Records to use below:

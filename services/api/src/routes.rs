use crate::infra::AppState;
use axum::http::{header, StatusCode};
use axum::response::IntoResponse;
use axum::Extension;
use axum::Json;
use scheme_eligibility::eligibility::{
    application_router, eligibility_router, ApplicantRepository, ApplicationRepository,
    ApplicationService, EligibilityService, SchemeRepository,
};
use serde_json::json;
use std::sync::Arc;

pub(crate) fn with_service_routes<A, S, R>(
    eligibility: Arc<EligibilityService<A, S>>,
    applications: Arc<ApplicationService<A, S, R>>,
) -> axum::Router
where
    A: ApplicantRepository + 'static,
    S: SchemeRepository + 'static,
    R: ApplicationRepository + 'static,
{
    eligibility_router(eligibility)
        .merge(application_router(applications))
        .route("/health", axum::routing::get(healthcheck))
        .route("/ready", axum::routing::get(readiness_endpoint))
        .route("/metrics", axum::routing::get(metrics_endpoint))
}

pub(crate) async fn healthcheck() -> Json<serde_json::Value> {
    Json(json!({ "status": "ok" }))
}

pub(crate) async fn readiness_endpoint(Extension(state): Extension<AppState>) -> impl IntoResponse {
    let ready = state.readiness.load(std::sync::atomic::Ordering::Relaxed);
    let status = if ready {
        StatusCode::OK
    } else {
        StatusCode::SERVICE_UNAVAILABLE
    };

    let payload = if ready {
        json!({ "status": "ready" })
    } else {
        json!({ "status": "initializing" })
    };

    (status, Json(payload))
}

pub(crate) async fn metrics_endpoint(Extension(state): Extension<AppState>) -> impl IntoResponse {
    (
        StatusCode::OK,
        [(header::CONTENT_TYPE, "text/plain; version=0.0.4")],
        state.metrics.render(),
    )
}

End of Records to use.

What is required » Give an exact copy of the lines from the one with "S: SchemeRepository +" through the end of the entries, both ends included.

Solution »
    S: SchemeRepository + 'static,
    R: ApplicationRepository + 'static,
{
    eligibility_router(eligibility)
        .merge(application_router(applications))
        .route("/health", axum::routing::get(healthcheck))
        .route("/ready", axum::routing::get(readiness_endpoint))
        .route("/metrics", axum::routing::get(metrics_endpoint))
}

pub(crate) async fn healthcheck() -> Json<serde_json::Value> {
    Json(json!({ "status": "ok" }))
}

pub(crate) async fn readiness_endpoint(Extension(state): Extension<AppState>) -> impl IntoResponse {
    let ready = state.readiness.load(std::sync::atomic::Ordering::Relaxed);
    let status = if ready {
        StatusCode::OK
    } else {
        StatusCode::SERVICE_UNAVAILABLE
    };

    let payload = if ready {
        json!({ "status": "ready" })
    } else {
        json!({ "status": "initializing" })
    };

    (status, Json(payload))
}

pub(crate) async fn metrics_endpoint(Extension(state): Extension<AppState>) -> impl IntoResponse {
    (
        StatusCode::OK,
        [(header::CONTENT_TYPE, "text/plain; version=0.0.4")],
        state.metrics.render(),
    )
}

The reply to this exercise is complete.